For instance, female heart attack patients have higher mortality rates when they are treated by male doctors versus female doctors. The same study also found that male physicians who worked with more female colleagues and had treated more female patients were more efficient in treated female patients. Proving two things — first that the consequences of gender biases can be mitigated, and second that once again women have to bear much of the burden of gender bias. The fact of the matter is that the chances of any patient’s survival should never have relied upon the gender of their doctor in the first place.
Even considering the solution to have a diverse healthcare workforce to ensure equal patient care is difficult to guarantee. Still today, the majority of doctors are male while the majority of nurses are female.
In Singapore, for example, up until 2002 there was a quota in place to ensure that no more than one-third of medical students were female. It was argued that female doctors left the workforce too soon or only worked part-time, and so were too costly for the system and simply not worth the cost. Although this quota was lifted, the Singaporean healthcare workforce is still not equal across the genders, since family-friendly work arrangements are still lacking. Once again, instead of looking at the system and identifying the problem, the burden is carried by women.
The reality of gender bias in healthcare becomes increasingly grimmer when a more intersectional perspective is adopted.
African American, Native American and Alaskan American women, for example, are three times more likely to die due to pregnancy complications compared to white women.
This can be explained by the fact that an African American woman has two biases working against her. First, that of being a ‘hysterical’ woman who should not be taken as seriously as a man when voicing any pains or concerns regarding her health. Secondly, that of being an African American individual who due to racist beliefs is thought to be able to endure more than their white counterpart. Therefore, doctors’ unconscious biases will lead them to overlook signs of potential complications, as well as dismiss any valuable concerns communicated to them by their patient.

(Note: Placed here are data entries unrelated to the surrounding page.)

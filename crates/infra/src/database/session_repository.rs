//! SQLite-backed implementation of the `SessionRepository` port.
//!
//! Provides async persistence for session lifecycle records. All queries
//! are issued through the shared `DbManager` pool and scoped by the owning
//! user; rows belonging to other users are invisible through this type.

use std::sync::Arc;

use async_trait::async_trait;
use chrono::{DateTime, TimeZone, Utc};
use pomora_core::SessionRepository as SessionRepositoryPort;
use pomora_domain::{
    NewSession, PomoraError, Result as DomainResult, Session, SessionKind, SessionPatch, UserId,
};
use rusqlite::{params, Connection, OptionalExtension, Row};
use tokio::task;
use uuid::Uuid;

use super::manager::DbManager;
use crate::errors::{map_join_error, InfraError};

const SESSION_COLUMNS: &str =
    "id, user_id, kind, started_at, ended_at, duration_secs, completed, extra_secs, pause_count, paused_secs";

/// SQLite-backed session repository.
pub struct SqliteSessionRepository {
    db: Arc<DbManager>,
}

impl SqliteSessionRepository {
    /// Create a new repository backed by the shared `DbManager`.
    pub fn new(db: Arc<DbManager>) -> Self {
        Self { db }
    }
}

#[async_trait]
impl SessionRepositoryPort for SqliteSessionRepository {
    async fn create(&self, user: &UserId, session: NewSession) -> DomainResult<Session> {
        let db = Arc::clone(&self.db);
        let user = user.clone();

        task::spawn_blocking(move || -> DomainResult<Session> {
            let conn = db.get_connection()?;
            let id = Uuid::new_v4().to_string();

            conn.execute(
                "INSERT INTO sessions (id, user_id, kind, started_at, ended_at, duration_secs, completed, extra_secs, pause_count, paused_secs)
                 VALUES (?, ?, ?, ?, NULL, ?, ?, 0, ?, ?)",
                params![
                    id,
                    user.as_str(),
                    session.kind.as_str(),
                    session.started_at.timestamp(),
                    session.duration_secs,
                    session.completed,
                    session.pause_count,
                    session.paused_secs,
                ],
            )
            .map_err(InfraError::from)?;

            fetch_session(&conn, &user, &id)?
                .ok_or_else(|| PomoraError::Internal(format!("created session vanished: {id}")))
        })
        .await
        .map_err(map_join_error)?
    }

    async fn finalize(
        &self,
        user: &UserId,
        id: &str,
        patch: SessionPatch,
    ) -> DomainResult<Session> {
        let db = Arc::clone(&self.db);
        let user = user.clone();
        let id = id.to_owned();

        task::spawn_blocking(move || -> DomainResult<Session> {
            let conn = db.get_connection()?;
            let changed = conn
                .execute(
                    "UPDATE sessions
                     SET completed = ?, ended_at = ?, extra_secs = ?, pause_count = ?, paused_secs = ?
                     WHERE id = ? AND user_id = ?",
                    params![
                        patch.completed,
                        patch.ended_at.timestamp(),
                        patch.extra_secs,
                        patch.pause_count,
                        patch.paused_secs,
                        id,
                        user.as_str(),
                    ],
                )
                .map_err(InfraError::from)?;

            if changed == 0 {
                return Err(PomoraError::NotFound(format!("session not found: {id}")));
            }

            fetch_session(&conn, &user, &id)?
                .ok_or_else(|| PomoraError::Internal(format!("finalized session vanished: {id}")))
        })
        .await
        .map_err(map_join_error)?
    }

    async fn find_by_id(&self, user: &UserId, id: &str) -> DomainResult<Option<Session>> {
        let db = Arc::clone(&self.db);
        let user = user.clone();
        let id = id.to_owned();

        task::spawn_blocking(move || -> DomainResult<Option<Session>> {
            let conn = db.get_connection()?;
            fetch_session(&conn, &user, &id)
        })
        .await
        .map_err(map_join_error)?
    }

    async fn find_started_since(
        &self,
        user: &UserId,
        since: DateTime<Utc>,
    ) -> DomainResult<Vec<Session>> {
        let db = Arc::clone(&self.db);
        let user = user.clone();

        task::spawn_blocking(move || -> DomainResult<Vec<Session>> {
            let conn = db.get_connection()?;
            let sql = format!(
                "SELECT {SESSION_COLUMNS} FROM sessions
                 WHERE user_id = ? AND started_at >= ?
                 ORDER BY started_at DESC"
            );
            let mut stmt = conn.prepare(&sql).map_err(InfraError::from)?;
            let rows = stmt
                .query_map(params![user.as_str(), since.timestamp()], map_session_row)
                .map_err(InfraError::from)?
                .collect::<std::result::Result<Vec<_>, _>>()
                .map_err(InfraError::from)?;
            Ok(rows)
        })
        .await
        .map_err(map_join_error)?
    }
}

fn fetch_session(conn: &Connection, user: &UserId, id: &str) -> DomainResult<Option<Session>> {
    let sql = format!("SELECT {SESSION_COLUMNS} FROM sessions WHERE id = ? AND user_id = ?");
    conn.prepare(&sql)
        .map_err(InfraError::from)?
        .query_row(params![id, user.as_str()], map_session_row)
        .optional()
        .map_err(|err| InfraError::from(err).into())
}

fn map_session_row(row: &Row<'_>) -> rusqlite::Result<Session> {
    let kind_raw: String = row.get("kind")?;
    let kind = SessionKind::parse(&kind_raw).ok_or_else(|| {
        rusqlite::Error::FromSqlConversionFailure(
            2,
            rusqlite::types::Type::Text,
            format!("unknown session kind: {kind_raw}").into(),
        )
    })?;

    let started_at: i64 = row.get("started_at")?;
    let ended_at: Option<i64> = row.get("ended_at")?;

    Ok(Session {
        id: row.get("id")?,
        user_id: UserId::new(row.get::<_, String>("user_id")?),
        kind,
        started_at: Utc.timestamp_opt(started_at, 0).single().ok_or_else(|| {
            rusqlite::Error::FromSqlConversionFailure(
                3,
                rusqlite::types::Type::Integer,
                format!("invalid timestamp: {started_at}").into(),
            )
        })?,
        ended_at: match ended_at {
            Some(secs) => Some(Utc.timestamp_opt(secs, 0).single().ok_or_else(|| {
                rusqlite::Error::FromSqlConversionFailure(
                    4,
                    rusqlite::types::Type::Integer,
                    format!("invalid timestamp: {secs}").into(),
                )
            })?),
            None => None,
        },
        duration_secs: row.get("duration_secs")?,
        completed: row.get("completed")?,
        extra_secs: row.get("extra_secs")?,
        pause_count: row.get("pause_count")?,
        paused_secs: row.get("paused_secs")?,
    })
}
//! HTTP-based implementations of the client-side gateway ports.
//!
//! Thin reqwest wrapper with bearer authentication and status-to-error
//! mapping. A 401 always maps to `PomoraError::Auth` so callers can
//! present a login prompt instead of a generic failure; there are no
//! retries and no request cancellation, matching the consuming flow.

use std::time::Duration;

use async_trait::async_trait;
use pomora_core::{AnalyticsGateway, SessionGateway};
use pomora_domain::{
    AnalyticsSnapshot, NewSession, PomoraError, Result, Session, SessionPatch, Timeframe,
};
use reqwest::{Method, RequestBuilder, StatusCode};
use serde::de::DeserializeOwned;
use serde::Serialize;
use tracing::debug;

/// Configuration for the API client
#[derive(Debug, Clone)]
pub struct ApiClientConfig {
    /// Base URL for the service (e.g. `http://localhost:8787`).
    pub base_url: String,
    /// Timeout for API requests.
    pub timeout: Duration,
}

impl Default for ApiClientConfig {
    fn default() -> Self {
        Self { base_url: "http://localhost:8787".to_string(), timeout: Duration::from_secs(30) }
    }
}

/// Shared request plumbing for the concrete gateways.
struct HttpApi {
    http: reqwest::Client,
    config: ApiClientConfig,
    token: String,
}

impl HttpApi {
    fn new(config: ApiClientConfig, token: String) -> Result<Self> {
        let http = reqwest::Client::builder()
            .timeout(config.timeout)
            .build()
            .map_err(|e| PomoraError::Config(format!("failed to build HTTP client: {e}")))?;
        Ok(Self { http, config, token })
    }

    fn request(&self, method: Method, path: &str) -> RequestBuilder {
        let url = format!("{}{}", self.config.base_url, path);
        self.http.request(method, url).bearer_auth(&self.token)
    }

    async fn send<T: DeserializeOwned>(&self, request: RequestBuilder) -> Result<T> {
        let response = request
            .send()
            .await
            .map_err(|e| PomoraError::Network(format!("request failed: {e}")))?;

        let status = response.status();
        if !status.is_success() {
            let body = response.text().await.unwrap_or_default();
            return Err(map_status_error(status, &body));
        }

        response
            .json()
            .await
            .map_err(|e| PomoraError::Network(format!("failed to parse response: {e}")))
    }

    async fn send_json<B: Serialize, T: DeserializeOwned>(
        &self,
        method: Method,
        path: &str,
        body: &B,
    ) -> Result<T> {
        debug!(%method, path, "api request");
        self.send(self.request(method, path).json(body)).await
    }

    async fn get<T: DeserializeOwned>(&self, path: &str) -> Result<T> {
        debug!(path, "api request");
        self.send(self.request(Method::GET, path)).await
    }
}

fn map_status_error(status: StatusCode, body: &str) -> PomoraError {
    let detail = if body.is_empty() { status.to_string() } else { body.to_string() };
    match status {
        StatusCode::UNAUTHORIZED => PomoraError::Auth(detail),
        StatusCode::NOT_FOUND => PomoraError::NotFound(detail),
        StatusCode::BAD_REQUEST | StatusCode::UNPROCESSABLE_ENTITY => {
            PomoraError::InvalidInput(detail)
        }
        _ => PomoraError::Network(format!("unexpected status {status}: {detail}")),
    }
}

/// HTTP implementation of the timer's [`SessionGateway`] port.
pub struct HttpSessionGateway {
    api: HttpApi,
}

impl HttpSessionGateway {
    /// Create a gateway bound to a service and bearer token.
    pub fn new(config: ApiClientConfig, token: impl Into<String>) -> Result<Self> {
        Ok(Self { api: HttpApi::new(config, token.into())? })
    }
}

#[async_trait]
impl SessionGateway for HttpSessionGateway {
    async fn create_session(&self, session: NewSession) -> Result<Session> {
        self.api.send_json(Method::POST, "/api/sessions", &session).await
    }

    async fn finalize_session(&self, id: &str, patch: SessionPatch) -> Result<Session> {
        self.api.send_json(Method::PATCH, &format!("/api/sessions/{id}"), &patch).await
    }
}

/// HTTP implementation of the [`AnalyticsGateway`] port.
pub struct HttpAnalyticsGateway {
    api: HttpApi,
}

impl HttpAnalyticsGateway {
    /// Create a gateway bound to a service and bearer token.
    pub fn new(config: ApiClientConfig, token: impl Into<String>) -> Result<Self> {
        Ok(Self { api: HttpApi::new(config, token.into())? })
    }
}

#[async_trait]
impl AnalyticsGateway for HttpAnalyticsGateway {
    async fn fetch(&self, timeframe: Timeframe) -> Result<AnalyticsSnapshot> {
        self.api.get(&format!("/api/analytics?timeframe={}", timeframe.as_str())).await
    }
}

Although the intersection between race and gender is probably one of the most documented in healthcare research, there are various other intersections at play. For example, gender and sexual orientation, where women who are part of the LGBTQ+ community are at higher risk of sexually transmitted diseases due to the misinformation around same-sex transmission. Lesbian and bisexual women are also ten times less likely to have had a cervical screening in the past three years than straight women, with almost 40% stating they had been told they did not require the screening due to their sexual preferences.

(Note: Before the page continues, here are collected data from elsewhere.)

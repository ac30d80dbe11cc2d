//! Session records and lifecycle payloads
//!
//! A session is one timed interval (focus period or break) with a planned
//! duration fixed at creation. Pause metrics accumulate client-side and are
//! flushed only by the terminal finalize patch; after finalization the row
//! is immutable.

use chrono::{DateTime, Utc};
use serde::{Deserialize, Serialize};

use crate::types::user::UserId;

/// Kind of timed interval.
#[derive(Debug, Clone, Copy, Serialize, Deserialize, PartialEq, Eq, Hash)]
#[serde(rename_all = "camelCase")]
pub enum SessionKind {
    Pomodoro,
    ShortBreak,
    LongBreak,
}

impl SessionKind {
    /// Stable identifier used for persistence and wire payloads.
    pub fn as_str(&self) -> &'static str {
        match self {
            SessionKind::Pomodoro => "pomodoro",
            SessionKind::ShortBreak => "shortBreak",
            SessionKind::LongBreak => "longBreak",
        }
    }

    /// Parse the persisted identifier back into a kind.
    pub fn parse(value: &str) -> Option<Self> {
        match value {
            "pomodoro" => Some(SessionKind::Pomodoro),
            "shortBreak" => Some(SessionKind::ShortBreak),
            "longBreak" => Some(SessionKind::LongBreak),
            _ => None,
        }
    }

    /// Whether this kind is a break (short or long).
    pub fn is_break(&self) -> bool {
        matches!(self, SessionKind::ShortBreak | SessionKind::LongBreak)
    }
}

/// One persisted timed interval.
#[derive(Debug, Clone, Serialize, Deserialize)]
#[serde(rename_all = "camelCase")]
pub struct Session {
    /// Server-assigned opaque identifier (UUID v4).
    pub id: String,
    /// Owning user; all queries and mutations are scoped by it.
    pub user_id: UserId,
    pub kind: SessionKind,
    pub started_at: DateTime<Utc>,
    /// Set exactly once, by the finalize patch.
    pub ended_at: Option<DateTime<Utc>>,
    /// Planned length in whole seconds; immutable after creation.
    pub duration_secs: i64,
    pub completed: bool,
    /// Seconds accrued past the planned duration. Non-zero only when the
    /// session ran past its planned length before finalization.
    pub extra_secs: i64,
    pub pause_count: i64,
    /// Total paused duration in seconds.
    pub paused_secs: i64,
}

impl Session {
    /// A session is finalized once its end timestamp is recorded; no
    /// further mutation is accepted afterwards.
    pub fn is_finalized(&self) -> bool {
        self.ended_at.is_some()
    }

    /// Wall-clock seconds actually spent in the session, excluding pauses.
    ///
    /// Returns 0 for sessions that were never finalized: an open row
    /// carries no trustworthy elapsed figure.
    pub fn active_secs(&self) -> i64 {
        match self.ended_at {
            Some(ended) => {
                let elapsed = (ended - self.started_at).num_seconds() - self.paused_secs;
                elapsed.max(0)
            }
            None => 0,
        }
    }

    /// Planned plus overtime seconds; the time credited to a completed
    /// session.
    pub fn credited_secs(&self) -> i64 {
        self.duration_secs + self.extra_secs
    }
}

/// Create-request payload for `POST /api/sessions`.
#[derive(Debug, Clone, Serialize, Deserialize)]
#[serde(rename_all = "camelCase")]
pub struct NewSession {
    pub kind: SessionKind,
    pub started_at: DateTime<Utc>,
    pub duration_secs: i64,
    #[serde(default)]
    pub completed: bool,
    #[serde(default)]
    pub pause_count: i64,
    #[serde(default)]
    pub paused_secs: i64,
}

/// Finalize-request payload for `PATCH /api/sessions/{id}`.
///
/// Shared by the Complete and Reset transitions; they differ only in the
/// `completed` flag.
#[derive(Debug, Clone, Serialize, Deserialize)]
#[serde(rename_all = "camelCase")]
pub struct SessionPatch {
    pub completed: bool,
    pub ended_at: DateTime<Utc>,
    #[serde(default)]
    pub extra_secs: i64,
    #[serde(default)]
    pub pause_count: i64,
    #[serde(default)]
    pub paused_secs: i64,
}
//! Derived analytics types
//!
//! The snapshot is never persisted; it is recomputed per request from the
//! caller's session rows inside the selected timeframe window.

use std::fmt;

use serde::de::{self, Deserializer};
use serde::ser::Serializer;
use serde::{Deserialize, Serialize};

/// Aggregation window for analytics queries.
#[derive(Debug, Clone, Copy, Serialize, Deserialize, PartialEq, Eq, Hash)]
#[serde(rename_all = "lowercase")]
pub enum Timeframe {
    /// Since local midnight.
    Day,
    /// Since the most recent Sunday at local midnight.
    Week,
}

impl Timeframe {
    pub fn as_str(&self) -> &'static str {
        match self {
            Timeframe::Day => "day",
            Timeframe::Week => "week",
        }
    }
}

impl Default for Timeframe {
    fn default() -> Self {
        Timeframe::Day
    }
}

/// A count or time ratio with a designated infinite sentinel.
///
/// `Ratio::of` encodes the division policy: a zero denominator yields the
/// sentinel when the numerator is positive and zero when both are zero.
/// The value is never NaN and never negative.
///
/// On the wire, finite values serialize as JSON numbers and the sentinel as
/// the string `"Infinity"` (JSON has no infinity literal).
#[derive(Debug, Clone, Copy, PartialEq)]
pub struct Ratio(f64);

impl Ratio {
    pub const ZERO: Ratio = Ratio(0.0);
    pub const INFINITE: Ratio = Ratio(f64::INFINITY);

    /// Divide `numerator` by `denominator` under the sentinel policy.
    pub fn of(numerator: f64, denominator: f64) -> Self {
        if denominator == 0.0 {
            if numerator > 0.0 {
                Ratio::INFINITE
            } else {
                Ratio::ZERO
            }
        } else {
            Ratio(numerator / denominator)
        }
    }

    pub fn is_infinite(&self) -> bool {
        self.0.is_infinite()
    }

    /// Finite value, if this ratio is not the sentinel.
    pub fn as_finite(&self) -> Option<f64> {
        if self.0.is_finite() {
            Some(self.0)
        } else {
            None
        }
    }
}

impl fmt::Display for Ratio {
    fn fmt(&self, f: &mut fmt::Formatter<'_>) -> fmt::Result {
        if self.is_infinite() {
            f.write_str("Infinity")
        } else {
            write!(f, "{}", self.0)
        }
    }
}

impl Serialize for Ratio {
    fn serialize<S: Serializer>(&self, serializer: S) -> std::result::Result<S::Ok, S::Error> {
        if self.is_infinite() {
            serializer.serialize_str("Infinity")
        } else {
            serializer.serialize_f64(self.0)
        }
    }
}

impl<'de> Deserialize<'de> for Ratio {
    fn deserialize<D: Deserializer<'de>>(deserializer: D) -> std::result::Result<Self, D::Error> {
        struct RatioVisitor;

        impl de::Visitor<'_> for RatioVisitor {
            type Value = Ratio;

            fn expecting(&self, formatter: &mut fmt::Formatter<'_>) -> fmt::Result {
                formatter.write_str("a non-negative number or the string \"Infinity\"")
            }

            fn visit_f64<E: de::Error>(self, value: f64) -> std::result::Result<Ratio, E> {
                if value.is_nan() || value < 0.0 {
                    Err(E::custom("ratio must be non-negative and not NaN"))
                } else {
                    Ok(Ratio(value))
                }
            }

            fn visit_u64<E: de::Error>(self, value: u64) -> std::result::Result<Ratio, E> {
                Ok(Ratio(value as f64))
            }

            fn visit_i64<E: de::Error>(self, value: i64) -> std::result::Result<Ratio, E> {
                self.visit_f64(value as f64)
            }

            fn visit_str<E: de::Error>(self, value: &str) -> std::result::Result<Ratio, E> {
                if value == "Infinity" {
                    Ok(Ratio::INFINITE)
                } else {
                    Err(E::custom(format!("unexpected ratio string: {value}")))
                }
            }
        }

        deserializer.deserialize_any(RatioVisitor)
    }
}

/// Aggregate metrics over one user's sessions within a timeframe window.
///
/// Every field is a pure function of the selected session set; see the
/// aggregator for the formulas.
#[derive(Debug, Clone, Serialize, Deserialize)]
#[serde(rename_all = "camelCase")]
pub struct AnalyticsSnapshot {
    pub timeframe: Timeframe,

    /// Completed sessions of kind `pomodoro`.
    pub completed_sessions: i64,
    /// Finalized-incomplete sessions of kind `pomodoro`.
    pub incomplete_sessions: i64,
    /// All sessions of kind `pomodoro` in the window.
    pub total_pomodoro_sessions: i64,
    /// Completed short breaks.
    pub short_breaks: i64,
    /// Completed long breaks.
    pub long_breaks: i64,

    /// Percentage of pomodoro sessions completed, rounded; 0 with no
    /// pomodoro sessions in the window.
    pub completion_rate: i64,

    /// Minutes credited to completed pomodoros (planned + overtime).
    pub total_focus_minutes: i64,
    /// Minutes credited to completed breaks (planned + overtime).
    pub total_break_minutes: i64,
    /// Minutes actually spent in finalized-incomplete pomodoros.
    pub incomplete_focus_minutes: i64,

    /// Completed-vs-incomplete pomodoro count ratio.
    pub completed_vs_incomplete_ratio: Ratio,
    /// Completed-vs-incomplete focus time ratio.
    pub focus_time_ratio: Ratio,

    /// Total pause count across pomodoro sessions.
    pub total_pauses: i64,
    /// Average pauses per completed pomodoro, one decimal.
    pub average_pauses_per_completed: f64,
    /// Total paused minutes across pomodoro sessions, rounded.
    pub total_pause_minutes: i64,

    /// Mean overtime seconds among sessions that accrued any, rounded.
    pub average_extra_secs: i64,
}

The intersections in the quality of healthcare for women are numerous, and there is no single solution that can fix them all. But bringing awareness to these issues is a start.
Light at the end of the tunnel
All too often, on all levels, conversations about women’s health are still focused on reproductive health alone or in the context of their roles as caregivers. This only reinforces stereotypes that already exist, and distracts from the reality that women’s health differs from men’s in more aspects than one. Not knowing or accepting these differences, promotes a healthcare workforce that directly hurts female patients.

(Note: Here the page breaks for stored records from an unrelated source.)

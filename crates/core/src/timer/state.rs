//! Pure timer state machine
//!
//! All transitions are synchronous mutations; the async engine wraps this
//! state in a lock and drives `tick` once per second. Durations are whole
//! seconds throughout; the remaining counter goes negative in overtime.

use chrono::{DateTime, Utc};
use pomora_domain::constants::PROGRESS_CAP_PERCENT;
use pomora_domain::{SessionKind, SessionPatch};
use serde::Serialize;

/// Lifecycle phase of the timer.
#[derive(Debug, Clone, Copy, Serialize, PartialEq, Eq)]
#[serde(rename_all = "camelCase")]
pub enum TimerPhase {
    Idle,
    Running,
    Paused,
}

/// Event produced by a tick.
#[derive(Debug, Clone, Copy, PartialEq, Eq)]
pub enum TickEvent {
    /// The countdown crossed zero on this tick; raised exactly once per
    /// session.
    EnteredOvertime,
}

/// Snapshot-able timer state.
#[derive(Debug, Clone, Serialize)]
#[serde(rename_all = "camelCase")]
pub struct TimerState {
    pub phase: TimerPhase,
    pub kind: SessionKind,
    /// Identifier bound from the create response; `None` until the create
    /// succeeds and again after every terminal transition.
    pub session_id: Option<String>,
    /// Planned duration for the current kind, seconds.
    pub planned_secs: i64,
    /// Countdown value; negative while in overtime.
    pub remaining_secs: i64,
    pub overtime: bool,
    /// Seconds accrued past the planned duration.
    pub extra_secs: i64,
    pub pause_count: i64,
    pub paused_secs: i64,
    pub started_at: Option<DateTime<Utc>>,
    /// Set when persistence was rejected for missing authentication; the
    /// timer keeps working locally but persistence-dependent actions are
    /// disabled until the caller re-authenticates.
    pub auth_required: bool,
    #[serde(skip)]
    pause_started_at: Option<DateTime<Utc>>,
}

impl TimerState {
    /// A fresh idle timer armed for `kind`.
    pub fn new(kind: SessionKind, planned_secs: i64) -> Self {
        Self {
            phase: TimerPhase::Idle,
            kind,
            session_id: None,
            planned_secs,
            remaining_secs: planned_secs,
            overtime: false,
            extra_secs: 0,
            pause_count: 0,
            paused_secs: 0,
            started_at: None,
            auth_required: false,
            pause_started_at: None,
        }
    }

    pub fn is_bound(&self) -> bool {
        self.session_id.is_some()
    }

    pub fn is_running(&self) -> bool {
        self.phase == TimerPhase::Running
    }

    /// Bind a created session and begin counting down.
    pub fn begin(&mut self, session_id: String, started_at: DateTime<Utc>) {
        self.phase = TimerPhase::Running;
        self.session_id = Some(session_id);
        self.remaining_secs = self.planned_secs;
        self.overtime = false;
        self.extra_secs = 0;
        self.pause_count = 0;
        self.paused_secs = 0;
        self.started_at = Some(started_at);
        self.pause_started_at = None;
    }

    /// Advance the countdown by one second.
    ///
    /// Only meaningful while running; the engine's ticker stops in any
    /// other phase. The zero-to-negative crossing flips the overtime flag
    /// and reports it exactly once; from then on the extra-time counter
    /// tracks the (negative) remaining value in lockstep.
    pub fn tick(&mut self) -> Option<TickEvent> {
        if self.phase != TimerPhase::Running {
            return None;
        }

        self.remaining_secs -= 1;
        if self.remaining_secs < 0 {
            self.extra_secs = -self.remaining_secs;
            if !self.overtime {
                self.overtime = true;
                return Some(TickEvent::EnteredOvertime);
            }
        }
        None
    }

    /// Freeze the countdown. Increments the pause counter and records the
    /// pause instant; no network call is made (pause metrics flush with
    /// the terminal patch).
    pub fn pause(&mut self, now: DateTime<Utc>) {
        if self.phase != TimerPhase::Running {
            return;
        }
        self.phase = TimerPhase::Paused;
        self.pause_count += 1;
        self.pause_started_at = Some(now);
    }

    /// Resume the countdown, folding the elapsed pause into the paused
    /// total. Overtime status is preserved.
    pub fn resume(&mut self, now: DateTime<Utc>) {
        if self.phase != TimerPhase::Paused {
            return;
        }
        self.fold_open_pause(now);
        self.phase = TimerPhase::Running;
    }

    /// Build the terminal finalize patch from the accrued metrics, closing
    /// any open pause first.
    pub fn finalize_patch(&mut self, completed: bool, now: DateTime<Utc>) -> SessionPatch {
        self.fold_open_pause(now);
        SessionPatch {
            completed,
            ended_at: now,
            extra_secs: self.extra_secs,
            pause_count: self.pause_count,
            paused_secs: self.paused_secs,
        }
    }

    /// Return to idle, re-armed with the planned duration for the current
    /// kind. Clears the bound session and all accrued metrics; the
    /// auth-required flag survives (it describes the credential, not the
    /// session).
    pub fn clear_to_idle(&mut self) {
        let auth_required = self.auth_required;
        *self = Self::new(self.kind, self.planned_secs);
        self.auth_required = auth_required;
    }

    /// Switch to a new kind while idle and unbound.
    pub fn arm(&mut self, kind: SessionKind, planned_secs: i64) {
        let auth_required = self.auth_required;
        *self = Self::new(kind, planned_secs);
        self.auth_required = auth_required;
    }

    /// Progress ring percentage.
    ///
    /// Within the planned window this is the elapsed fraction; past it,
    /// the ring keeps growing proportionally to overtime relative to half
    /// the planned duration, capped for rendering.
    pub fn progress_percent(&self) -> f64 {
        if self.planned_secs <= 0 {
            return 0.0;
        }
        if self.remaining_secs >= 0 {
            let elapsed = self.planned_secs - self.remaining_secs;
            elapsed as f64 / self.planned_secs as f64 * 100.0
        } else {
            let half_planned = self.planned_secs as f64 / 2.0;
            let over = 100.0 + self.extra_secs as f64 / half_planned * 100.0;
            over.min(PROGRESS_CAP_PERCENT)
        }
    }

    /// Clock display for the remaining value, with a sign in overtime
    /// (`-1:05`).
    pub fn display(&self) -> String {
        format_clock(self.remaining_secs)
    }

    fn fold_open_pause(&mut self, now: DateTime<Utc>) {
        if let Some(pause_started) = self.pause_started_at.take() {
            self.paused_secs += (now - pause_started).num_seconds().max(0);
        }
    }
}

/// Format whole seconds as `m:ss`, emitting a sign for negative values.
pub fn format_clock(secs: i64) -> String {
    let sign = if secs < 0 { "-" } else { "" };
    let abs = secs.abs();
    format!("{}{}:{:02}", sign, abs / 60, abs % 60)
}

However, while it can be difficult to appreciate the real progress that has been made in regards to gender bias in our healthcare systems, it does not mean that it does not exist. The statistics shared in this blog post alone, are incredibly devastating and infuriating. However, the truth is that we are moving in the right direction. Take countries such as Latvia or Estonia for example, where women make up 74% of physicians. Similarly, although on average only 30% of researchers are women, in countries such as Myanmar this number skyrockets to 75% or 55% in Tunisia.